Arrêt Contradictoire rendu en Chambre du Conseil par mise à disposition au greffe de la cour d'appel, les parties en ayant été préalablement avisées dans les conditions prévues à l'article 450 alinéa 2 du code de procédure civile,
Signé par Catherine FARINELLI, président, et par Christine SENTIS, greffier, auquel la minute a été remise par le magistrat signataire.
EXPOSÉ DU LITIGE
Monsieur François Y... et madame Anne-Sophie X... se sont mariés le 3 septembre 1985 devant l'officier d'état civil de Lyon 6ème arrondissement (Rhône). Les époux ont adopté en cours d'union le régime de la séparation de biens.

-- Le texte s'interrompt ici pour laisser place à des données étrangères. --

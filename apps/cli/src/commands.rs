//! CLI command definitions, routing, and tracing setup.

use std::path::{Path, PathBuf};
use std::sync::Arc;

use clap::{Parser, Subcommand};
use color_eyre::eyre::{Result, WrapErr};
use tracing::info;

use datacat_core::{CatalogAssembler, CatalogResult};
use datacat_registry::SnapshotRegistry;
use datacat_render::HandlebarsRenderer;
use datacat_shared::{
    CatalogConfig, FailurePolicy, init_config, load_config, load_config_from,
};

// ---------------------------------------------------------------------------
// CLI structure
// ---------------------------------------------------------------------------

/// datacat — generate catalog documentation for a dataset registry.
#[derive(Parser)]
#[command(
    name = "datacat",
    version,
    about = "Render a dataset registry snapshot into catalog documentation.",
    long_about = None,
)]
pub(crate) struct Cli {
    /// Log format: text (default) or json.
    #[arg(long, default_value = "text", global = true)]
    pub log_format: LogFormat,

    /// Verbosity level (-v, -vv, -vvv).
    #[arg(short, long, action = clap::ArgAction::Count, global = true)]
    pub verbose: u8,

    #[command(subcommand)]
    pub command: Command,
}

/// Log output format.
#[derive(Clone, Debug, clap::ValueEnum)]
pub(crate) enum LogFormat {
    Text,
    Json,
}

/// Top-level CLI subcommands.
#[derive(Subcommand)]
pub(crate) enum Command {
    /// Generate the catalog from a registry snapshot.
    Generate {
        /// Path to the registry snapshot (JSON).
        #[arg(long)]
        registry: PathBuf,

        /// Directory holding `dataset.hbs` and `catalog_overview.hbs`.
        #[arg(long, default_value = "templates")]
        templates: PathBuf,

        /// Output directory for the rendered catalog.
        #[arg(short, long, default_value = "catalog")]
        out: PathBuf,

        /// Dataset names to exclude, in addition to the config file's.
        #[arg(long)]
        exclude: Vec<String>,

        /// Override the outer discovery worker limit.
        #[arg(long)]
        discovery_workers: Option<usize>,

        /// Override the inner render worker limit.
        #[arg(long)]
        render_workers: Option<usize>,

        /// What to do when one dataset fails: abort or skip.
        #[arg(long, value_enum)]
        failure_policy: Option<PolicyArg>,

        /// Config file path (defaults to ~/.datacat/datacat.toml).
        #[arg(long)]
        config: Option<PathBuf>,
    },

    /// Configuration management.
    Config {
        /// Config subcommand.
        #[command(subcommand)]
        action: ConfigAction,
    },
}

/// CLI-facing failure policy values.
#[derive(Clone, Copy, Debug, clap::ValueEnum)]
pub(crate) enum PolicyArg {
    Abort,
    Skip,
}

impl From<PolicyArg> for FailurePolicy {
    fn from(arg: PolicyArg) -> Self {
        match arg {
            PolicyArg::Abort => FailurePolicy::Abort,
            PolicyArg::Skip => FailurePolicy::Skip,
        }
    }
}

/// Config subcommands.
#[derive(Subcommand)]
pub(crate) enum ConfigAction {
    /// Initialize config file with defaults.
    Init,
    /// Show resolved configuration.
    Show,
}

// ---------------------------------------------------------------------------
// Tracing setup
// ---------------------------------------------------------------------------

/// Initialize tracing based on CLI flags.
pub(crate) fn init_tracing(cli: &Cli) {
    use tracing_subscriber::{EnvFilter, fmt};

    let filter = match cli.verbose {
        0 => "datacat=info",
        1 => "datacat=debug",
        _ => "datacat=trace",
    };

    let env_filter = EnvFilter::try_from_default_env().unwrap_or_else(|_| EnvFilter::new(filter));

    match cli.log_format {
        LogFormat::Text => {
            fmt().with_env_filter(env_filter).init();
        }
        LogFormat::Json => {
            fmt().json().with_env_filter(env_filter).init();
        }
    }
}

// ---------------------------------------------------------------------------
// Command routing
// ---------------------------------------------------------------------------

/// Route a parsed CLI invocation.
pub(crate) async fn run(cli: Cli) -> Result<()> {
    match cli.command {
        Command::Generate {
            registry,
            templates,
            out,
            exclude,
            discovery_workers,
            render_workers,
            failure_policy,
            config,
        } => {
            let app_config = match config {
                Some(path) => load_config_from(&path)?,
                None => load_config()?,
            };

            let mut catalog_config = CatalogConfig::from(&app_config);
            catalog_config.exclude.extend(exclude);
            if let Some(limit) = discovery_workers {
                catalog_config.discovery_workers = limit;
            }
            if let Some(limit) = render_workers {
                catalog_config.render_workers = limit;
            }
            if let Some(policy) = failure_policy {
                catalog_config.failure_policy = policy.into();
            }

            generate(&registry, &templates, &out, catalog_config).await
        }

        Command::Config { action } => match action {
            ConfigAction::Init => {
                let path = init_config()?;
                println!("Created config file at {}", path.display());
                Ok(())
            }
            ConfigAction::Show => {
                let config = load_config()?;
                println!("{}", toml::to_string_pretty(&config)?);
                Ok(())
            }
        },
    }
}

// ---------------------------------------------------------------------------
// Generate
// ---------------------------------------------------------------------------

/// Run the pipeline and write the catalog to disk.
async fn generate(
    registry_path: &Path,
    templates_dir: &Path,
    out_dir: &Path,
    config: CatalogConfig,
) -> Result<()> {
    let registry = SnapshotRegistry::from_path(registry_path)
        .wrap_err_with(|| format!("loading registry snapshot {}", registry_path.display()))?;
    let renderer = HandlebarsRenderer::from_dir(templates_dir)
        .wrap_err_with(|| format!("loading templates from {}", templates_dir.display()))?;

    info!(
        datasets = registry.len(),
        out = %out_dir.display(),
        "generating catalog"
    );

    let assembler = CatalogAssembler::new(Arc::new(registry), Arc::new(renderer), config);
    let result = assembler.generate().await?;

    write_catalog(out_dir, &result)?;

    let document_count: usize = result.sections.values().map(Vec::len).sum();
    println!(
        "Wrote {} documents in {} sections to {}",
        document_count,
        result.sections.len(),
        out_dir.display()
    );
    for (name, error) in &result.skipped {
        println!("Skipped {name}: {error}");
    }

    Ok(())
}

/// Write `overview.md` plus one `<section>/<name>.md` per document.
fn write_catalog(out_dir: &Path, result: &CatalogResult) -> Result<()> {
    std::fs::create_dir_all(out_dir)
        .wrap_err_with(|| format!("creating {}", out_dir.display()))?;

    std::fs::write(out_dir.join("overview.md"), &result.overview)
        .wrap_err("writing overview.md")?;

    for (label, documents) in &result.sections {
        let section_dir = out_dir.join(label.to_lowercase());
        std::fs::create_dir_all(&section_dir)
            .wrap_err_with(|| format!("creating {}", section_dir.display()))?;

        for document in documents {
            let path = section_dir.join(format!("{}.md", document.name));
            std::fs::write(&path, &document.text)
                .wrap_err_with(|| format!("writing {}", path.display()))?;
        }
    }

    Ok(())
}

De cette union sont issus quatre enfants :
- Côme Y..., né le 30 juin 1989 à Lyon 2ème arrondissement, aujourd'hui majeur
-Marie Y..., née le 9 juin 1991 à Lyon 2ème arrondissement, également majeure
-Marc Y..., né le 30 octobre 1998 à Lyon 2ème arrondissement
-Alix Y..., née le 4 novembre 1999 à Lyon 2ème arrondissement.

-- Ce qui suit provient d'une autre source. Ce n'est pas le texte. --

//! JSON snapshot registry.
//!
//! Loads a registry snapshot of dataset descriptors from a JSON file
//! and serves lookups from memory. The snapshot is parsed once and
//! never mutated, matching the read-only-registry assumption of the
//! catalog pipeline.

use std::collections::BTreeMap;
use std::path::Path;

use serde::Deserialize;
use tracing::debug;

use datacat_shared::{BuilderRef, DatacatError, Result};

use crate::BuilderLookup;

// ---------------------------------------------------------------------------
// Snapshot file schema
// ---------------------------------------------------------------------------

/// Root of a `registry.json` snapshot.
#[derive(Debug, Deserialize)]
struct SnapshotFile {
    datasets: Vec<DatasetEntry>,
}

/// One dataset descriptor in the snapshot.
#[derive(Debug, Clone, Deserialize)]
struct DatasetEntry {
    name: String,
    #[serde(default)]
    category: Vec<String>,
    #[serde(default)]
    description: String,
    #[serde(default)]
    urls: Vec<String>,
    /// Named configs; keys become the builder's config-key list.
    /// `BTreeMap` keeps key order stable across runs.
    #[serde(default)]
    configs: BTreeMap<String, ConfigEntry>,
}

/// Per-config overrides. Fields not set fall back to the dataset's.
#[derive(Debug, Clone, Default, Deserialize)]
struct ConfigEntry {
    #[serde(default)]
    description: Option<String>,
}

// ---------------------------------------------------------------------------
// SnapshotRegistry
// ---------------------------------------------------------------------------

/// An immutable, in-memory dataset registry loaded from a JSON snapshot.
#[derive(Debug)]
pub struct SnapshotRegistry {
    datasets: BTreeMap<String, DatasetEntry>,
}

impl SnapshotRegistry {
    /// Load a snapshot from a JSON file on disk.
    pub fn from_path(path: &Path) -> Result<Self> {
        let content = std::fs::read_to_string(path).map_err(|e| DatacatError::io(path, e))?;
        let registry = Self::from_json(&content)?;
        debug!(
            path = %path.display(),
            datasets = registry.datasets.len(),
            "registry snapshot loaded"
        );
        Ok(registry)
    }

    /// Parse a snapshot from a JSON string.
    pub fn from_json(content: &str) -> Result<Self> {
        let file: SnapshotFile = serde_json::from_str(content)
            .map_err(|e| DatacatError::config(format!("invalid registry snapshot: {e}")))?;

        let mut datasets = BTreeMap::new();
        for entry in file.datasets {
            if datasets.insert(entry.name.clone(), entry.clone()).is_some() {
                return Err(DatacatError::config(format!(
                    "duplicate dataset name in registry snapshot: '{}'",
                    entry.name
                )));
            }
        }

        Ok(Self { datasets })
    }

    /// Number of datasets in the snapshot.
    pub fn len(&self) -> usize {
        self.datasets.len()
    }

    /// Whether the snapshot is empty.
    pub fn is_empty(&self) -> bool {
        self.datasets.is_empty()
    }
}

impl BuilderLookup for SnapshotRegistry {
    fn list_names(&self) -> Result<Vec<String>> {
        Ok(self.datasets.keys().cloned().collect())
    }

    fn resolve(&self, name: &str, config: Option<&str>) -> Result<BuilderRef> {
        let entry = self
            .datasets
            .get(name)
            .ok_or_else(|| DatacatError::not_found(name))?;

        let (description, bound) = match config {
            None => (entry.description.clone(), None),
            Some(key) => {
                let config_entry = entry.configs.get(key).ok_or_else(|| {
                    DatacatError::instantiation(name, format!("unknown config '{key}'"))
                })?;
                let description = config_entry
                    .description
                    .clone()
                    .unwrap_or_else(|| entry.description.clone());
                (description, Some(key.to_string()))
            }
        };

        Ok(BuilderRef {
            name: entry.name.clone(),
            category: entry.category.clone(),
            description,
            urls: entry.urls.clone(),
            config_keys: entry.configs.keys().cloned().collect(),
            config: bound,
        })
    }
}

// ---------------------------------------------------------------------------
// Tests
// ---------------------------------------------------------------------------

Le 18 février 2010, madame X... a présenté une requête en séparation de corps devant le juge aux affaires familiales de Lyon.
Par ordonnance sur tentative de conciliation du 14 juin 2010, le juge aux affaires familiales a :
* attribué au mari la jouissance du domicile conjugal (bien propre de ce dernier)
* ordonné le versement à l'épouse d'une pension alimentaire de 400 euros par mois en exécution du devoir de secours
* débouté l'épouse de ses demandes de provision ad litem et d'avance sur la liquidation du régime matrimonial
* fixé, dans le cadre d'une autorité parentale en commun, la résidence habituelle d'Alix chez sa mère et de Marc en alternance au domicile de chacun des parents
* organisé le droit de visite et d'hébergement du père sur Alix une fin de semaine sur deux et pendant la moitié des vacances scolaires
* fixé à 300 euros la contribution du père à l'entretien et l'éducation de l'enfant majeur Côme, la pension alimentaire étant versée directement entre les mains de cet enfant
* débouté madame X... de sa demande de pension alimentaire pour l'enfant majeure Marie
* fixé la contribution du père à l'entretien et l'éducation des enfants mineurs à la somme mensuelle de 700 euros (soit 500 euros pour Alix et 200 euros pour Marc), avec partage par moitié des frais relatifs à Marc.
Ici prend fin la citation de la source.